Class CollectionLevelScanner
- java.lang.Object
-
- thredds.cataloggen.CollectionLevelScanner
-
public class CollectionLevelScanner extends Object
CollectionLevelScanner maps between the CrawlableDataset realm and the InvCatalog/InvDataset realm. It scans a single level of a dataset collection and generates a catalog. The generated catalog contains InvCatalogRef objects for all contained collection datasets.Three different levels of the dataset collection must be provided to to properly map from CrawlableDataset to InvCatalog/InvDataset:
- the collection level is the top of the data collection (the data root);
- the catalog level is the level in the collection for which a catalog is to be constructed; and
- the current level (only different from catalog level when the resulting single-level catalog will be used in the construction of a multi-level catalog ) is the level in the collection for which a catalog is currently being constructed.
Besides the three CrawlableDatasets that define the collection to be cataloged, there are a variety of ways to modify or enhance the resulting catalog. For more details, see the documentation for the various setters (
setCollectionId()
,setIdentifier()
,setNamer()
,setDoAddDataSize()
,setSorter()
,setProxyDsHandlers()
,addChildEnhancer()
.Example
Here we'll look at the parameters used to construct a CollectionLevelScanner and to generate a catalog for the following request:
http://my.server:8080/thredds/ncep/nam/80km/catalog.xml
In the constuctor, we have:
- collection ID: "ncep";
- collectionLevel.getPath(): "/my/data/collection/model/ncep";
- catalogLevel.getPath(): "/my/data/collection/model/ncep/nam/80km";
- currentLevel = null (so the catalogLevel is used);
- filter and service: not really important for this example, so we'll ignore them for now.
The two datasets we'll use in the example are:
- childAtomicCrDs.getPath(): "/my/data/collection/model/ncep/nam/80km/20060208_1200_nam80km.grib"
- childCollectionCrDs.getPath(): "/my/data/collection/model/ncep/nam/80km/2000archive"
Following are the details on how the resulting InvDataset and InvCatalogRef objects are created.
- The name of a dataset element (and the xlink:title of a catalogRef
element) is the name of the corresponding CrawlableDataset. Example:
<dataset name="20060208_1200_nam80km.grib"/> <catalogRef xlink:title="2000archive"/>
- name = childAtomicCrDs.getName()
- xlink:title = childCollectionCrDs.getName()

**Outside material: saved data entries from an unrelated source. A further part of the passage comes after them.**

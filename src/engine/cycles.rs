//! Engine cycles
//!
//! Each cycle walks every pilot. Pilot locks are held only for short
//! synchronous sections: evaluation, quoting and the execution delay all
//! happen with the lock released, and state is re-validated on relock.

use chrono::Utc;
use futures::future::join_all;
use serde::{Deserialize, Serialize};
use std::sync::atomic::Ordering;
use tokio_util::sync::CancellationToken;
use tracing::{debug, info, warn};

use super::AutopilotEngine;
use crate::events::EngineEvent;
use crate::learning::apply_learning;
use crate::pilot::{AssetMix, Pilot, PilotStatus, TradeStatus};
use crate::social::{rank_all, Standing};
use crate::store::PilotHandle;
use crate::strategy::admission::SignalDecision;
use crate::strategy::selector::select_strategies_for_pilot;
use crate::strategy::types::{AssetClass, Strategy};

/// Tally of one trading cycle
#[derive(Debug, Clone, Default, PartialEq, Eq, Serialize, Deserialize)]
pub struct CycleReport {
    pub pilots_evaluated: usize,
    pub trades_queued: usize,
    pub trades_executed: usize,
    /// Admitted signals dropped for lack of an asset, a quote or a size
    pub trades_skipped: usize,
    /// Pending trades dropped because the pilot paused or exited
    pub trades_cancelled: usize,
    pub trades_failed: usize,
}

#[derive(Debug, Clone, Copy, PartialEq, Eq)]
enum ExecutionOutcome {
    Executed,
    Cancelled,
    Failed,
}

/// Asset class a strategy trades for a pilot. Single-class mixes pin the class.
fn trade_class(strategy: &Strategy, mix: AssetMix) -> AssetClass {
    let pinned = match mix {
        AssetMix::StocksOnly => Some(AssetClass::Stocks),
        AssetMix::CryptoOnly => Some(AssetClass::Crypto),
        AssetMix::ForexOnly => Some(AssetClass::Forex),
        _ => None,
    };
    match pinned {
        Some(class) if strategy.supports(class) => class,
        _ => strategy.primary_asset_class(),
    }
}

impl AutopilotEngine {
    /// One trading pass over every pilot. Queued trades execute after the
    /// configured delay; the cycle returns once all of them settle.
    pub async fn run_trading_cycle(&self) -> CycleReport {
        let mut report = CycleReport::default();
        let mut executions = Vec::new();

        for pilot_id in self.pilots.ids().await {
            let Some(handle) = self.pilots.get(&pilot_id).await else {
                continue;
            };

            let pilot = {
                let mut state = handle.lock().await;
                if state.pilot.status == PilotStatus::Paused {
                    state.behavior.record_missed();
                }
                if !state.pilot.is_tradeable() {
                    continue;
                }
                state.pilot.clone()
            };
            report.pilots_evaluated += 1;

            let token = self.pilot_token(&pilot_id);
            let queued = self.queue_trades(&handle, &pilot, &mut report).await;
            for trade_id in queued {
                executions.push(self.execute_pending(handle.clone(), trade_id, token.clone()));
            }
        }

        for outcome in join_all(executions).await {
            match outcome {
                ExecutionOutcome::Executed => report.trades_executed += 1,
                ExecutionOutcome::Cancelled => report.trades_cancelled += 1,
                ExecutionOutcome::Failed => report.trades_failed += 1,
            }
        }

        if report.trades_queued > 0 {
            self.persist().await;
        }
        if report.trades_executed > 0 {
            info!(
                "Trading cycle: {} pilots, {} executed, {} cancelled",
                report.pilots_evaluated, report.trades_executed, report.trades_cancelled
            );
        }
        report
    }

    /// Evaluate ranked strategies and queue admitted trades. Returns queued ids.
    async fn queue_trades(&self, handle: &PilotHandle, pilot: &Pilot, report: &mut CycleReport) -> Vec<u64> {
        let config = self.executor.config();
        let mut queued = Vec::new();
        if config.max_trades_per_cycle == 0 {
            return queued;
        }

        let candidates: Vec<&Strategy> = select_strategies_for_pilot(pilot, &self.catalog)
            .into_iter()
            .take(config.top_n)
            .collect();

        for strategy in candidates {
            let side = match self.evaluator.evaluate(strategy, pilot).await {
                SignalDecision::Accept { side } => side,
                SignalDecision::Reject => continue,
            };

            let class = trade_class(strategy, pilot.asset_mix);
            let Some(asset) = self.oracle.pick_asset(class, strategy).await else {
                debug!(pilot_id = %pilot.id, strategy = %strategy.id, %class, "No asset to trade");
                report.trades_skipped += 1;
                continue;
            };
            let quote = match self.oracle.quote(&asset).await {
                Some(q) if q.price.is_finite() && q.price > 0.0 => q,
                _ => {
                    debug!(pilot_id = %pilot.id, %asset, "No usable quote");
                    report.trades_skipped += 1;
                    continue;
                }
            };
            let sizing = self.executor.explain_size(pilot);
            let Some(value) = sizing.final_size else {
                debug!(pilot_id = %pilot.id, "Portfolio too small to size\n{}", sizing);
                report.trades_skipped += 1;
                break;
            };

            let trade = self.executor.build_pending(
                self.allocate_trade_id(),
                pilot,
                strategy,
                side,
                &quote,
                value,
                Utc::now(),
            );

            {
                let mut state = handle.lock().await;
                // Paused or exited while we were evaluating
                if !state.pilot.is_tradeable() {
                    report.trades_cancelled += 1;
                    break;
                }
                state.watch.comment(
                    Some(trade.id),
                    format!(
                        "Queued {} of {} (${:.2}) via {}",
                        trade.side, trade.asset, trade.value, strategy.name
                    ),
                );
                queued.push(trade.id);
                state.watch.queue(trade);
            }
            report.trades_queued += 1;

            if queued.len() >= config.max_trades_per_cycle {
                break;
            }
        }
        queued
    }

    /// Wait out the execution delay, then execute the trade if it is still
    /// pending and the pilot is still tradeable.
    async fn execute_pending(&self, handle: PilotHandle, trade_id: u64, token: CancellationToken) -> ExecutionOutcome {
        let delay = self.config.scheduler.execution_delay();
        if !delay.is_zero() {
            tokio::select! {
                _ = token.cancelled() => {}
                _ = tokio::time::sleep(delay) => {}
            }
        }

        let mut state = handle.lock().await;
        let Some(mut trade) = state.watch.take_pending(trade_id) else {
            return ExecutionOutcome::Cancelled;
        };
        if token.is_cancelled() || !state.pilot.is_tradeable() {
            state.watch.comment(Some(trade_id), "Trade cancelled before execution");
            return ExecutionOutcome::Cancelled;
        }

        trade.status = TradeStatus::Executed;
        trade.executed_at = Some(Utc::now());
        if let Err(e) = self.trades.append(trade.clone()).await {
            warn!(pilot_id = %trade.pilot_id, trade_id, "Failed to record trade: {}", e);
            state.watch.comment(Some(trade_id), "Trade failed to record");
            return ExecutionOutcome::Failed;
        }

        state.pilot.total_trades += 1;
        state.pilot.updated_at = Utc::now();
        let level = state.pilot.plain_english_level;
        let line = trade.narrative.for_level(level).to_string();
        state.watch.comment(Some(trade_id), line);
        state.watch.push_executed(trade.clone());
        self.executed_trades.fetch_add(1, Ordering::SeqCst);

        debug!(
            pilot_id = %trade.pilot_id,
            trade_id,
            side = %trade.side,
            asset = %trade.asset,
            value = trade.value,
            "Trade executed"
        );
        self.events.publish(EngineEvent::TradeExecuted {
            pilot_id: trade.pilot_id.clone(),
            trade: Box::new(trade),
        });
        ExecutionOutcome::Executed
    }

    /// Daily return, win rate and risk discovery for every pilot with enough
    /// trades. Returns the number of pilots updated.
    pub async fn run_learning_cycle(&self) -> usize {
        let min_trades = self.config.learning.min_trades;
        let mut updated = 0;

        for pilot_id in self.pilots.ids().await {
            let Some(handle) = self.pilots.get(&pilot_id).await else {
                continue;
            };
            let pilot = {
                let state = handle.lock().await;
                if state.pilot.status == PilotStatus::Closed || state.pilot.total_trades < min_trades {
                    continue;
                }
                state.pilot.clone()
            };

            let trades = self.trades.for_pilot(&pilot_id).await;
            let quotes = self.quotes_for(&trades).await;
            let day_return = self.returns.daily_return(&pilot).await;

            let outcome = {
                let mut state = handle.lock().await;
                apply_learning(
                    &mut state,
                    &trades,
                    &quotes,
                    day_return,
                    &self.config.learning,
                    Utc::now(),
                )
            };

            if let Some(outcome) = outcome {
                debug!(
                    pilot_id = %pilot_id,
                    win_rate = outcome.win_rate,
                    day_return = outcome.day_return,
                    discovered = %outcome.discovered_risk,
                    "Learning updated"
                );
                updated += 1;
                self.events.publish(EngineEvent::LearningUpdated {
                    pilot_id: pilot_id.clone(),
                    outcome,
                });
            }
        }

        if updated > 0 {
            self.persist().await;
        }
        updated
    }

    /// Rank every open pilot against its deposit cohort. Returns the number
    /// of pilots ranked.
    pub async fn run_social_proof_cycle(&self) -> usize {
        let mut standings = Vec::new();
        let mut handles = Vec::new();

        for pilot_id in self.pilots.ids().await {
            let Some(handle) = self.pilots.get(&pilot_id).await else {
                continue;
            };
            {
                let state = handle.lock().await;
                if state.pilot.status == PilotStatus::Closed {
                    continue;
                }
                standings.push(Standing {
                    pilot_id: pilot_id.clone(),
                    total_deposited: state.pilot.total_deposited,
                    total_return_percent: state.pilot.total_return_percent,
                });
            }
            handles.push(handle);
        }

        let proofs = rank_all(&standings, self.config.social_proof.cohort_band, Utc::now());
        let ranked = proofs.len();

        for (handle, proof) in handles.into_iter().zip(proofs) {
            {
                let mut state = handle.lock().await;
                state.social_proof = Some(proof.clone());
            }
            self.events.publish(EngineEvent::SocialProofUpdated {
                pilot_id: proof.pilot_id.clone(),
                social_proof: proof,
            });
        }

        if ranked > 0 {
            self.persist().await;
        }
        ranked
    }
}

- The ID of a catalog dataset element is the ID of the parent dataset and the name of the corresponding CrawlableDataset separated by a "/". So, it ends up being the path of the corresponding CrawlableDataset from the point where the collection CrawlableDataset path ends then prefixed by the collectionId which is set using the setCollectionId() string. Example:
<dataset name="20060208_1200_nam80km.grib" ID="NCEP/nam/80km/20060208_1200_nam80km.grib"/> <catalogRef xlink:title="2000archive" ID="NCEP/nam/80km/2000archive" />
where the values were determined as follows:- ID = collectionId + childAtomicCrDs.getPath().substring( collectionLevel.getPath().length + 1)
- ID = collectionId + childCollectionCrDs.getPath().substring( collectionLevel.getPath().length + 1)

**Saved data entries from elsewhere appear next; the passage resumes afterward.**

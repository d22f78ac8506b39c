//! Strategy Catalog
//!
//! Read-only registry of absorbed strategies. Insertion order is preserved and
//! used as the ranking tie-breaker, so the catalog is a `Vec`, not a map.

use std::collections::HashSet;

use tracing::info;

use super::types::{AssetClass, RiskDna, Strategy, StrategyType};
use crate::error::{Error, Result};

#[allow(clippy::too_many_arguments)]
fn entry(
    id: &str,
    name: &str,
    source: &str,
    strategy_type: StrategyType,
    win_rate: f64,
    avg_return: f64,
    risk_level: RiskDna,
    asset_class: &[AssetClass],
    min_capital: f64,
    max_drawdown: f64,
    sharpe_ratio: f64,
    signals: &[&str],
    narrative_template: &str,
) -> Strategy {
    Strategy {
        id: id.to_string(),
        name: name.to_string(),
        source: source.to_string(),
        strategy_type,
        win_rate,
        avg_return,
        risk_level,
        asset_class: asset_class.to_vec(),
        min_capital,
        max_drawdown,
        sharpe_ratio,
        signals: signals.iter().map(|s| s.to_string()).collect(),
        narrative_template: narrative_template.to_string(),
    }
}

lazy_static::lazy_static! {
    static ref BUILTIN_STRATEGIES: Vec<Strategy> = vec![
        entry(
            "treasury_ladder", "Treasury Ladder", "Institutional fixed-income desks",
            StrategyType::Yield, 0.92, 0.004, RiskDna::UltraSafe,
            &[AssetClass::Bonds, AssetClass::Etfs], 100.0, 0.02, 1.8,
            &["yield_curve_slope", "duration_match"],
            "Rolled into {asset} to keep the bond ladder earning while {signal} stays favorable.",
        ),
        entry(
            "dividend_aristocrats", "Dividend Aristocrats", "Dividend growth investing research",
            StrategyType::Dividend, 0.68, 0.012, RiskDna::Careful,
            &[AssetClass::Stocks, AssetClass::Etfs], 250.0, 0.08, 1.3,
            &["dividend_growth", "payout_ratio"],
            "Added {asset} because {signal} points to a dependable, growing payout.",
        ),
        entry(
            "covered_call_income", "Covered Call Income", "Options income funds",
            StrategyType::Yield, 0.74, 0.009, RiskDna::Careful,
            &[AssetClass::Stocks], 500.0, 0.07, 1.4,
            &["implied_volatility_rank", "premium_decay"],
            "Positioned in {asset} to collect option premium while {signal} is elevated.",
        ),
        entry(
            "sixty_forty_rebalance", "60/40 Rebalance", "Classic balanced portfolio",
            StrategyType::Value, 0.61, 0.015, RiskDna::Balanced,
            &[AssetClass::Etfs, AssetClass::Bonds], 100.0, 0.12, 1.1,
            &["allocation_drift", "relative_valuation"],
            "Rebalanced toward {asset} after {signal} pushed the mix off target.",
        ),
        entry(
            "sector_rotation", "Sector Rotation", "Business-cycle rotation models",
            StrategyType::Momentum, 0.58, 0.021, RiskDna::Balanced,
            &[AssetClass::Stocks, AssetClass::Etfs], 500.0, 0.14, 1.05,
            &["relative_strength", "earnings_revisions"],
            "Rotated into {asset} as {signal} showed leadership shifting its way.",
        ),
        entry(
            "mean_reversion_rsi", "RSI Mean Reversion", "Short-horizon reversal studies",
            StrategyType::MeanReversion, 0.63, 0.018, RiskDna::Balanced,
            &[AssetClass::Stocks], 250.0, 0.11, 1.2,
            &["rsi_oversold", "bollinger_band_touch"],
            "Went {side} {asset} since {signal} suggests the move was overdone.",
        ),
        entry(
            "forex_carry", "FX Carry", "Currency carry trade research",
            StrategyType::Yield, 0.57, 0.014, RiskDna::Balanced,
            &[AssetClass::Forex], 1000.0, 0.15, 0.9,
            &["interest_rate_differential", "volatility_regime"],
            "Held {asset} to earn the rate gap while {signal} stays calm.",
        ),
        entry(
            "trend_following_ma", "Moving Average Trend", "Managed futures trend followers",
            StrategyType::TrendFollowing, 0.45, 0.038, RiskDna::Growth,
            &[AssetClass::Stocks, AssetClass::Commodities, AssetClass::Forex], 500.0, 0.18, 1.0,
            &["ma_crossover_50_200", "adx_trend_strength"],
            "Followed the trend in {asset} after {signal} confirmed direction.",
        ),
        entry(
            "breakout_volume", "Volume Breakout", "Technical breakout traders",
            StrategyType::Breakout, 0.48, 0.041, RiskDna::Growth,
            &[AssetClass::Stocks], 250.0, 0.20, 0.95,
            &["volume_surge", "range_breakout"],
            "Jumped on {asset} as {signal} broke it out of its range.",
        ),
        entry(
            "pairs_stat_arb", "Pairs Statistical Arbitrage", "Quant equity market-neutral desks",
            StrategyType::Pairs, 0.62, 0.016, RiskDna::Growth,
            &[AssetClass::Stocks], 2000.0, 0.09, 1.6,
            &["spread_zscore", "cointegration"],
            "Traded {asset} against its twin because {signal} stretched too far.",
        ),
        entry(
            "defi_yield_farming", "DeFi Yield Farming", "On-chain liquidity providers",
            StrategyType::Yield, 0.70, 0.030, RiskDna::Growth,
            &[AssetClass::Crypto], 100.0, 0.25, 0.9,
            &["pool_apr", "tvl_stability"],
            "Parked capital in {asset} where {signal} offers outsized yield.",
        ),
        entry(
            "crypto_momentum", "Crypto Momentum", "Time-series momentum in digital assets",
            StrategyType::Momentum, 0.52, 0.065, RiskDna::Aggressive,
            &[AssetClass::Crypto], 100.0, 0.35, 1.1,
            &["price_momentum_30d", "funding_rate"],
            "Rode the move in {asset} as {signal} kept accelerating.",
        ),
        entry(
            "earnings_drift", "Post-Earnings Drift", "Post-earnings announcement drift studies",
            StrategyType::Momentum, 0.55, 0.045, RiskDna::Aggressive,
            &[AssetClass::Stocks], 500.0, 0.22, 1.15,
            &["earnings_surprise", "analyst_upgrades"],
            "Bought into {asset} after {signal} hinted the surprise is not priced in yet.",
        ),
        entry(
            "volatility_harvest", "Volatility Harvesting", "Volatility risk premium funds",
            StrategyType::Volatility, 0.60, 0.050, RiskDna::Aggressive,
            &[AssetClass::Etfs], 1000.0, 0.30, 0.85,
            &["vix_term_structure", "realized_vs_implied"],
            "Sized into {asset} to harvest the volatility premium flagged by {signal}.",
        ),
        entry(
            "crypto_breakout", "Crypto Breakout", "Discretionary crypto swing traders",
            StrategyType::Breakout, 0.41, 0.12, RiskDna::Yolo,
            &[AssetClass::Crypto], 50.0, 0.60, 0.8,
            &["all_time_high_test", "open_interest_spike"],
            "Took a swing at {asset} because {signal} lit up.",
        ),
        entry(
            "meme_momentum", "Meme Momentum", "Retail sentiment flow trackers",
            StrategyType::Momentum, 0.38, 0.18, RiskDna::Yolo,
            &[AssetClass::Crypto, AssetClass::Stocks], 50.0, 0.75, 0.6,
            &["social_volume", "retail_order_flow"],
            "Chased {asset} while {signal} is on fire. High risk, high reward.",
        ),
    ];
}

/// Registry of immutable strategy records
#[derive(Debug, Clone)]
pub struct StrategyCatalog {
    strategies: Vec<Strategy>,
}

impl StrategyCatalog {
    /// Build a catalog, validating every record
    pub fn new(strategies: Vec<Strategy>) -> Result<Self> {
        let mut seen = HashSet::new();
        for strategy in &strategies {
            validate_strategy(strategy)?;
            if !seen.insert(strategy.id.clone()) {
                return Err(Error::DuplicateStrategy(strategy.id.clone()));
            }
        }
        Ok(Self { strategies })
    }

    /// The absorbed strategies shipped with the engine
    pub fn builtin() -> Self {
        Self {
            strategies: BUILTIN_STRATEGIES.clone(),
        }
    }

    /// Load a catalog from a JSON array of strategy records
    pub fn from_json(json: &str) -> Result<Self> {
        let strategies: Vec<Strategy> = serde_json::from_str(json)?;
        let catalog = Self::new(strategies)?;
        info!("Loaded {} strategies from JSON catalog", catalog.len());
        Ok(catalog)
    }

    pub fn get(&self, id: &str) -> Option<&Strategy> {
        self.strategies.iter().find(|s| s.id == id)
    }

    /// All strategies in insertion order
    pub fn all(&self) -> &[Strategy] {
        &self.strategies
    }

    pub fn len(&self) -> usize {
        self.strategies.len()
    }

    pub fn is_empty(&self) -> bool {
        self.strategies.is_empty()
    }
}

impl Default for StrategyCatalog {
    fn default() -> Self {
        Self::builtin()
    }
}

fn validate_strategy(strategy: &Strategy) -> Result<()> {
    let invalid = |reason: &str| Error::InvalidStrategy {
        id: strategy.id.clone(),
        reason: reason.to_string(),
    };

    if strategy.id.trim().is_empty() {
        return Err(invalid("id must not be empty"));
    }
    if !(0.0..=1.0).contains(&strategy.win_rate) {
        return Err(invalid("win_rate must be within [0, 1]"));
    }
    if strategy.max_drawdown < 0.0 || !strategy.max_drawdown.is_finite() {
        return Err(invalid("max_drawdown must be a non-negative number"));
    }
    if strategy.min_capital < 0.0 {
        return Err(invalid("min_capital must not be negative"));
    }
    Ok(())
}

#[cfg(test)]
mod tests {
    use super::*;

    #[test]
    fn test_builtin_catalog_is_valid() {
        let catalog = StrategyCatalog::builtin();
        assert_eq!(catalog.len(), 16);
        assert!(StrategyCatalog::new(catalog.all().to_vec()).is_ok());
    }

    #[test]
    fn test_every_tier_is_covered() {
        let catalog = StrategyCatalog::builtin();
        for tier in RiskDna::ALL {
            assert!(
                catalog.all().iter().any(|s| s.risk_level == tier),
                "no strategy for tier {}",
                tier
            );
        }
    }

    #[test]
    fn test_duplicate_ids_rejected() {
        let mut strategies = StrategyCatalog::builtin().all().to_vec();
        strategies.push(strategies[0].clone());
        assert!(matches!(
            StrategyCatalog::new(strategies),
            Err(Error::DuplicateStrategy(_))
        ));
    }

    #[test]
    fn test_out_of_range_win_rate_rejected() {
        let mut strategy = StrategyCatalog::builtin().all()[0].clone();
        strategy.win_rate = 1.5;
        assert!(matches!(
            StrategyCatalog::new(vec![strategy]),
            Err(Error::InvalidStrategy { .. })
        ));
    }

    #[test]
    fn test_from_json() {
        let json = serde_json::to_string(&StrategyCatalog::builtin().all()[..2]).unwrap();
        let catalog = StrategyCatalog::from_json(&json).unwrap();
        assert_eq!(catalog.len(), 2);
        assert_eq!(catalog.all()[0].id, "treasury_ladder");
        assert!(catalog.get("dividend_aristocrats").is_some());
        assert!(catalog.get("missing").is_none());

        assert!(matches!(
            StrategyCatalog::from_json("[{\"id\": 1}]"),
            Err(Error::Serialization(_))
        ));
    }
}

- The urlPath of a dataset element is the collectionPath plus the path of the corresponding CrawlableDataset starting at the point where the collection CrawlableDataset path ends. Example:
<dataset name="20060208_1200_nam80km.grib" ID="NCEP/nam/80km/20060208_1200_nam80km.grib" urlPath="ncep/nam/80km/20060208_1200_nam80km.grib" />
where the values were determined as follows:- urlPath = collectionPath + "/" + childAtomicCrDs.getPath().substring( collectionLevel.getPath().length + 1)
- The xlink:href of a catalogRef element is the path of the corresponding CrawlableDataset starting at the point where the catalogLevel CrawlableDataset ends plus "/catalog.xml". Example:
<catalogRef xlink:title="2000archive" xlink:href="2000archive/catalog.xml"/>
where the values were determined as follows:- xlink:href = childCollectionCrDs.getPath().substring( catalogLevel.getPath().length() + 1 ) + "/catalog.xml"
See
DatasetScanCatalogBuilder
for more details on how a THREDDS server config file (catalog.xml) and the contained datasetScan elements map into CollectionLevelScanner.Multi-level Catalogs
Resulting single level catalogs can be used to construct multi-level catalogs by replacing InvCatalogRef objects with the catalogs generated for the corresponding CrawlableDataset objects. Construction of multi-level catalogs is supported in several ways:
- The getCatRefInfo() method provides access to the list of InvCatalogRef objects and their corresponding CrawlableDataset objects.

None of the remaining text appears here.